Il ne s’agit pas ici de prendre en charge avec paternalisme les exclus du système mais bien d’assurer leurs besoins de base (logement, revenu, accès à la santé, etc.), et de reconstruire avec eux un réseau existentiel dans lequel ils pourront créer de nouveaux contacts sociaux, trouver des ressources et donner du sens à leur vie. Cette dernière partie est d’ailleurs soutenue par le projet Affiliation, une initiative transversale à tous les projets Housing First bruxellois, et qui au travers d’activités choisies par les bénéficiaires, met en avant l’importance de la ré-affiliation, dans le processus de rétablissement des personnes vulnérables et marginalisées.
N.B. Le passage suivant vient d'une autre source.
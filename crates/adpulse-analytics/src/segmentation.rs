//! Per-dimension breakdowns.

use std::collections::BTreeMap;

use adpulse_core::{DatasetRow, Dimension, SegmentMetrics, Totals};
use rayon::prelude::*;

/// Group `rows` by `dimension` and compute metrics per group.
///
/// Sorted by spend descending; equal spend falls back to segment name.
#[must_use]
pub fn segment_by(rows: &[DatasetRow], dimension: Dimension) -> Vec<SegmentMetrics> {
    let mut groups: BTreeMap<&str, Totals> = BTreeMap::new();
    for row in rows {
        groups.entry(dimension.value_of(row)).or_default().add(row);
    }

    let mut segments: Vec<SegmentMetrics> = groups
        .into_iter()
        .map(|(name, totals)| SegmentMetrics::from_totals(name.to_string(), totals))
        .collect();
    segments.sort_by(|a, b| {
        b.totals
            .spend
            .total_cmp(&a.totals.spend)
            .then_with(|| a.segment.cmp(&b.segment))
    });
    segments
}

/// Breakdowns for all four dimensions, aggregated in parallel.
#[must_use]
pub fn compute_segmentation(rows: &[DatasetRow]) -> BTreeMap<String, Vec<SegmentMetrics>> {
    Dimension::ALL
        .par_iter()
        .map(|&dim| (dim.as_str().to_string(), segment_by(rows, dim)))
        .collect()
}
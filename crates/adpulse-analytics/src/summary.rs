use std::collections::BTreeSet;

use adpulse_core::{DatasetSummary, DateRange, Totals};

use crate::ingest::Dataset;
use crate::segmentation::compute_segmentation;
use crate::trend::{compute_trends, TrendSettings};

/// Fold a cleaned dataset into the run's immutable summary.
#[must_use]
pub fn build_summary(dataset: &Dataset, settings: &TrendSettings) -> DatasetSummary {
    let rows = &dataset.rows;
    let totals = Totals::from_rows(rows);

    let date_range = match (rows.iter().map(|r| r.date).min(), rows.iter().map(|r| r.date).max()) {
        (Some(start), Some(end)) => Some(DateRange { start, end }),
        _ => None,
    };
    let campaigns_count = rows
        .iter()
        .map(|r| r.campaign_name.as_str())
        .collect::<BTreeSet<_>>()
        .len();

    let summary = DatasetSummary {
        total_rows: rows.len(),
        date_range,
        total_spend: totals.spend,
        total_revenue: totals.revenue,
        campaigns_count,
        metrics: adpulse_core::AggregateMetrics::from_totals(&totals),
        trends: compute_trends(rows, settings),
        segmentation: compute_segmentation(rows),
        data_quality: dataset.quality.clone(),
    };

    tracing::info!(
        total_rows = summary.total_rows,
        campaigns = summary.campaigns_count,
        total_spend = summary.total_spend,
        overall_roas = ?summary.metrics.overall_roas,
        overall_ctr = ?summary.metrics.overall_ctr,
        "dataset summary built"
    );
    summary
}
L’accompagnement demeure complexe et est jalonné de rechutes, de difficultés, d’angoisse. Il y a de nombreux déménagements, des tentatives avortées, des projets de vie qui n’aboutissent pas, des vieilles histoires souvent tragiques qui font surface sans crier gare. Mais nous restons là, à leurs côtés, aussi longtemps que nécessaire.
À terme, ce type d’accompagnement ouvre la voie à de nombreuses surprises pour les habitants de la rue telles la prise de conscience de compétences longtemps refoulées, le retour d’une passion oblitérée par l’isolement, ou encore des retrouvailles familiales que personne ne pensait possibles. Bref tout ce qui existe de positif et qui ponctue l’expérience humaine redevient à nouveau accessible une fois que les conditions pour une vie digne sont réunies.
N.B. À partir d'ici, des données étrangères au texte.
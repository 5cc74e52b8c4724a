//! Candidate hypothesis generation.
//!
//! [`HypothesisGenerator`] is the seam where an external generator (e.g. a
//! language model client) plugs in. [`RuleBasedGenerator`] derives
//! candidates deterministically from trends and segment gaps in the summary.

use adpulse_core::{
    AnalysisConfig, Category, DatasetSummary, Dimension, ExpectedDirection, Hypothesis, Metric,
    PipelineError, SegmentMetrics, SegmentRef, TrendDirection,
};
use rand::rngs::StdRng;
use rand::{RngCore, SeedableRng};

pub const MIN_HYPOTHESES: usize = 3;

/// Produces 3–5 candidate hypotheses from a dataset summary.
pub trait HypothesisGenerator: Send + Sync {
    /// # Errors
    ///
    /// Implementations report failures as [`PipelineError`]s so the stage
    /// runner can classify and retry them.
    fn generate(&self, summary: &DatasetSummary) -> Result<Vec<Hypothesis>, PipelineError>;
}

#[derive(Debug, Clone)]
pub struct RuleBasedGenerator {
    pub focus_metric: Metric,
    pub max_hypotheses: usize,
    pub stable_threshold_pct: f64,
    pub low_ctr: f64,
    pub seed: u64,
}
Le haut taux de maintien en logement est une preuve de réussite, mais il n’est pas le seul. Accompagner en Housing First, c’est accompagner la personne dans tous les aspects de sa vie, en tout cas tous ceux dans lesquels elle souhaite être accompagnée. Outre le logement, nous contribuons à ce que ces nouveaux locataires retrouvent un statut administratif, un revenu, un traitement adapté ainsi que des relais psycho-médicosociaux ou culturels. Le succès le plus important demeure sans doute la place que ces personnes retrouvent dans la société.
Le Housing First bruxellois grandit. 200 personnes, ce n’est qu’un début. Il serait prématuré de crier victoire trop vite puisque Bruxelles compte encore à peu près 5.000 habitants de la rue. Parmi eux, sans doute quelques centaines présentent une vulnérabilité telle qu’un service d’accompagnement Housing First puisse être adéquat. Rappelons que la pénurie de logement touche également nos projets, dont seules les ressources humaines sont subsidiées par les pouvoirs publics, contrairement à certains autres projets européens de Housing First qui bénéficient à la fois de logements et de ressources humaines. Des solutions sont à portée de main et ne demandent qu’une bonne volonté politique. En attendant ce jour peut-être pas si lointain, nous continuons notre action, encouragé par le grand travail accompli.